Loneliness can lead to heart disease and stroke, a new study revealed. It means that lonely individuals who are not in contact with their family and friends have higher chances of suffering from heart ailment. The research also shows that those who are not in a romantic relationship or is far from their partners belong to the “lonely” category too.
According to the study published in the cardiology journal Heart, social isolation increases the risk of developing heart disease or a stroke by about 30 percent. This is the same percentage in people who have high levels of anxiety due to their difficult and stressful jobs.
Likewise, loneliness and isolation have already been known to have negative impacts on human’s physical and mental health. For years, it is widely believed that severe loneliness can lead to higher risk of high blood pressure, obesity, high cholesterol and early death. In the past studies, it also showed that loneliness has the same effect as with smoking cigarette.
Now, with the latest research at the University of York in the United Kingdom which was spearheaded by Nicole Valtorta, the impact of loneliness and isolation to over-all wellness has expanded with the addition of cardiovascular issues. This new finding suggests that people who are socially active or have strong social relationships have lower chance of developing heart ailment.
“Addressing loneliness and social isolation could have an important role in the prevention of two of the leading causes of ill health and mortality worldwide,” The News Independent quoted Valtorta as saying.
The research team looked for evidence that loneliness is not good for heart’s health by reviewing some existing scientific writings on loneliness. The team specifically picked 23 studies for the review.
The papers have the data of about 181,000 people and the information was recorded in the span of three to twenty-one years. Around 4,600 of the adult participants were found to have had heart attacks while 3,000 more suffered from strokes. All the data point to the fact that social isolation and loneliness raise the risk of heart andangina attack by 29 percent and 32 percent for stroke.

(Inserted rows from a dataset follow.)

use regex::Regex;
use std::collections::{HashMap, HashSet};
use std::sync::LazyLock;

static PUNCTUATION: LazyLock<Regex> = LazyLock::new(|| Regex::new(r#"[.,!?;:'"`()\[\]{}]"#).unwrap());
static WHITESPACE: LazyLock<Regex> = LazyLock::new(|| Regex::new(r"\s+").unwrap());

/// Normalize a label for matching: lowercase, drop punctuation, collapse spaces
pub fn normalize_label(label: &str) -> String {
    let lowered = label.trim().to_lowercase();
    let stripped = PUNCTUATION.replace_all(&lowered, "");
    WHITESPACE.replace_all(stripped.trim(), " ").to_string()
}

/// Hands out ids that are unique within one graph. Ids supplied by the model
/// are kept when free; missing or duplicate ones are replaced with
/// `{prefix}_{n}`, skipping any value already taken.
#[derive(Debug, Default)]
pub struct IdRegistry {
    taken: HashSet<String>,
    counters: HashMap<&'static str, usize>,
}

impl IdRegistry {
    pub fn new() -> Self {
        Self::default()
    }

    pub fn claim(&mut self, candidate: Option<&str>, prefix: &'static str) -> String {
        if let Some(id) = candidate.map(str::trim).filter(|id| !id.is_empty()) {
            if self.taken.insert(id.to_string()) {
                return id.to_string();
            }
        }

        self.synthesize(prefix)
    }

    fn synthesize(&mut self, prefix: &'static str) -> String {
        let counter = self.counters.entry(prefix).or_insert(0);
        loop {
            *counter += 1;
            let id = format!("{}_{}", prefix, counter);
            if self.taken.insert(id.clone()) {
                return id;
            }
        }
    }

    pub fn contains(&self, id: &str) -> bool {
        self.taken.contains(id)
    }
}

#[cfg(test)]
mod tests {
    use super::*;

    #[test]
    fn test_normalization() {
        assert_eq!(normalize_label("GraphRAG"), "graphrag");
        assert_eq!(normalize_label("GraphRAG!"), "graphrag");
        assert_eq!(normalize_label("  Acme,   Inc.  "), "acme inc");
    }

    #[test]
    fn test_claim_keeps_free_ids() {
        let mut ids = IdRegistry::new();
        assert_eq!(ids.claim(Some("E1"), "entity"), "E1");
        assert_eq!(ids.claim(Some(" E2 "), "entity"), "E2");
    }

    #[test]
    fn test_claim_replaces_missing_and_duplicates() {
        let mut ids = IdRegistry::new();
        assert_eq!(ids.claim(Some("entity_1"), "entity"), "entity_1");

        assert_eq!(ids.claim(Some("x"), "entity"), "x");
        assert_eq!(ids.claim(Some("x"), "entity"), "entity_2");
        assert_eq!(ids.claim(None, "entity"), "entity_3");
        assert_eq!(ids.claim(Some(""), "rel"), "rel_1");
        assert!(ids.contains("entity_1"));
    }
}
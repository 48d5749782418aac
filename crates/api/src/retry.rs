use std::time::Duration;
use tokio::time::sleep;
use tracing::{info, warn};

use crate::config::RetryConfig;

/// Exponential backoff for start-up dependencies (model runtime, Neo4j).
/// Graph generation itself is never retried.
pub struct RetryPolicy {
    max_retries: usize,
    initial_backoff: Duration,
    max_backoff: Duration,
}

impl RetryPolicy {
    pub fn new(max_retries: usize, initial_backoff_ms: u64, max_backoff_ms: u64) -> Self {
        Self {
            max_retries,
            initial_backoff: Duration::from_millis(initial_backoff_ms),
            max_backoff: Duration::from_millis(max_backoff_ms),
        }
    }

    /// Run `f` until it succeeds or `max_retries` further attempts have failed,
    /// doubling the pause between attempts up to `max_backoff`.
    pub async fn retry<F, Fut, T, E>(&self, dependency: &str, mut f: F) -> Result<T, E>
    where
        F: FnMut() -> Fut,
        Fut: std::future::Future<Output = Result<T, E>>,
        E: std::fmt::Display,
    {
        let mut backoff = self.initial_backoff;
        let mut attempt = 0;

        loop {
            attempt += 1;
            let err = match f().await {
                Ok(value) => {
                    if attempt > 1 {
                        info!(dependency, attempts = attempt, "dependency ready after retries");
                    }
                    return Ok(value);
                }
                Err(e) => e,
            };

            if attempt > self.max_retries {
                warn!(dependency, attempts = attempt, error = %err, "giving up on dependency");
                return Err(err);
            }

            warn!(
                dependency,
                attempt,
                max_retries = self.max_retries,
                backoff_ms = backoff.as_millis() as u64,
                error = %err,
                "dependency not ready, retrying"
            );
            sleep(backoff).await;
            backoff = (backoff * 2).min(self.max_backoff);
        }
    }
}

impl From<&RetryConfig> for RetryPolicy {
    fn from(config: &RetryConfig) -> Self {
        Self::new(config.max_retries, config.initial_backoff_ms, config.max_backoff_ms)
    }
}

#[cfg(test)]
mod tests {
    use super::*;
    use std::sync::atomic::{AtomicUsize, Ordering};

    #[tokio::test]
    async fn test_succeeds_after_failures() {
        let policy = RetryPolicy::new(3, 1, 4);
        let attempts = AtomicUsize::new(0);
        let counter = &attempts;

        let result: Result<&str, String> = policy
            .retry("engine initialization", move || async move {
                if counter.fetch_add(1, Ordering::SeqCst) < 2 {
                    Err("runtime not up yet".to_string())
                } else {
                    Ok("ready")
                }
            })
            .await;

        assert_eq!(result, Ok("ready"));
        assert_eq!(attempts.load(Ordering::SeqCst), 3);
    }

    #[tokio::test]
    async fn test_gives_up_after_max_retries() {
        let policy = RetryPolicy::new(2, 1, 2);
        let attempts = AtomicUsize::new(0);
        let counter = &attempts;

        let result: Result<(), String> = policy
            .retry("neo4j connect", move || async move {
                counter.fetch_add(1, Ordering::SeqCst);
                Err("refused".to_string())
            })
            .await;

        assert_eq!(result, Err("refused".to_string()));
        assert_eq!(attempts.load(Ordering::SeqCst), 3);
    }
}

Valtorta explains that loneliness affects people’s biological, psychological, behavioral and lifestyles because being isolated or lonely tend to make someone physically inactive. In addition, such people are likely to smoke and become obese as they do not care with their surroundings since no one is around them anyway.
Finally, the study suggests that social relations is very important not just for well-being but for health as well. Being happy and friendly are definitely sure ways to live longer and stay healthy for a long time.